Records to process —
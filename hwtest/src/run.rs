//! Lifecycle of a single test run.
//!
//! ```text
//! pending -> active -> success | failure | error
//!    ^                            |
//!    +----------- reset ----------+
//! ```
//!
//! Operations on the test are futures handed back to the caller, the run only records
//! transitions. Every start bumps the attempt counter so a result computed for a run that was
//! reset in the meantime is discarded.

use std::{future::Future, pin::Pin, sync::Arc};

use crate::{
    interaction::Phase,
    keystore::{KeystoreKind, Modality},
    result::{format_message, RunMessage},
    test::{Test, TestResult},
};

pub type PendingResult = Pin<Box<dyn Future<Output = TestResult> + Send + 'static>>;

#[derive(Debug, Clone, Copy, PartialEq, Eq, Default)]
pub enum TestStatus {
    #[default]
    Pending,
    Active,
    Success,
    Failure,
    Error,
}

impl TestStatus {
    pub fn is_complete(&self) -> bool {
        matches!(self, Self::Success | Self::Failure | Self::Error)
    }

    /// Interaction phase matching the status, completed runs have none.
    pub fn phase(&self) -> Option<Phase> {
        match self {
            Self::Pending => Some(Phase::Pending),
            Self::Active => Some(Phase::Active),
            _ => None,
        }
    }
}

impl From<&TestResult> for TestStatus {
    fn from(result: &TestResult) -> Self {
        match result {
            TestResult::Success => Self::Success,
            TestResult::Failure { .. } => Self::Failure,
            TestResult::Error(_) => Self::Error,
        }
    }
}

pub struct TestRun {
    pub status: TestStatus,
    pub message: Option<RunMessage>,
    pub test: Arc<dyn Test>,
    attempt: u64,
}

impl std::fmt::Debug for TestRun {
    fn fmt(&self, f: &mut std::fmt::Formatter<'_>) -> std::fmt::Result {
        f.debug_struct("TestRun")
            .field("test", &self.test.name())
            .field("status", &self.status)
            .field("message", &self.message)
            .finish()
    }
}

impl TestRun {
    pub fn new(test: Arc<dyn Test>) -> Self {
        Self {
            status: TestStatus::Pending,
            message: None,
            test,
            attempt: 0,
        }
    }

    pub fn attempt(&self) -> u64 {
        self.attempt
    }

    pub fn is_complete(&self) -> bool {
        self.status.is_complete()
    }

    fn activate(&mut self) {
        self.status = TestStatus::Active;
        self.message = None;
        self.attempt += 1;
    }

    /// Marks the run as active and returns the operation to await, if any: QR-driven keystores
    /// answer out of band and are resolved with [`TestRun::resolve`].
    pub fn start(&mut self, kind: KeystoreKind) -> Option<PendingResult> {
        self.activate();
        if kind.modality() == Modality::Qr {
            return None;
        }
        let test = self.test.clone();
        Some(Box::pin(async move { test.run().await }))
    }

    /// Marks the run as active and returns the parsing of data exported by the keystore.
    pub fn start_parse(&mut self, data: Vec<u8>) -> PendingResult {
        self.activate();
        let test = self.test.clone();
        Box::pin(async move { test.run_parse(data).await })
    }

    /// Resolves the run with data scanned from the keystore. Returns the error message to
    /// notify, if any.
    pub fn resolve(&mut self, scanned: &str) -> Option<String> {
        if self.status != TestStatus::Active {
            self.activate();
        }
        let result = match self.test.postprocess(scanned) {
            Ok(actual) => self.test.resolve(actual),
            Err(e) => e.into(),
        };
        self.complete(self.attempt, result)
    }

    /// Records the result of the given attempt. Returns the error message to notify, if any.
    pub fn complete(&mut self, attempt: u64, result: TestResult) -> Option<String> {
        if self.status != TestStatus::Active || attempt != self.attempt {
            tracing::debug!(
                "Discarding result of attempt {} for test '{}'",
                attempt,
                self.test.name()
            );
            return None;
        }
        self.status = TestStatus::from(&result);
        self.message = format_message(&result);
        tracing::info!("Test '{}' ended: {:?}", self.test.name(), self.status);
        match result {
            TestResult::Error(message) => Some(message),
            _ => None,
        }
    }

    pub fn reset(&mut self) {
        self.status = TestStatus::Pending;
        self.message = None;
    }
}

/// Where the keyboard focus is when a key is pressed.
#[derive(Debug, Clone, Copy, PartialEq, Eq)]
pub enum Focus {
    TextInput,
    Elsewhere,
}

#[derive(Debug, Clone, Copy, PartialEq, Eq)]
pub enum Shortcut {
    Start,
    Next,
}

/// Action of the space bar on the current run.
pub fn on_space(status: TestStatus, focus: Focus, is_last: bool) -> Option<Shortcut> {
    if focus == Focus::TextInput {
        return None;
    }
    match status {
        TestStatus::Active => None,
        TestStatus::Pending => Some(Shortcut::Start),
        _ if !is_last => Some(Shortcut::Next),
        _ => None,
    }
}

Instructions to follow — Look through the material above and print exactly the lines from the one containing "pub struct TestRun" to the one containing "fn fmt(&self, f: &mut", both included, and nothing more.

Solution to this problem —
pub struct TestRun {
    pub status: TestStatus,
    pub message: Option<RunMessage>,
    pub test: Arc<dyn Test>,
    attempt: u64,
}

impl std::fmt::Debug for TestRun {
    fn fmt(&self, f: &mut std::fmt::Formatter<'_>) -> std::fmt::Result {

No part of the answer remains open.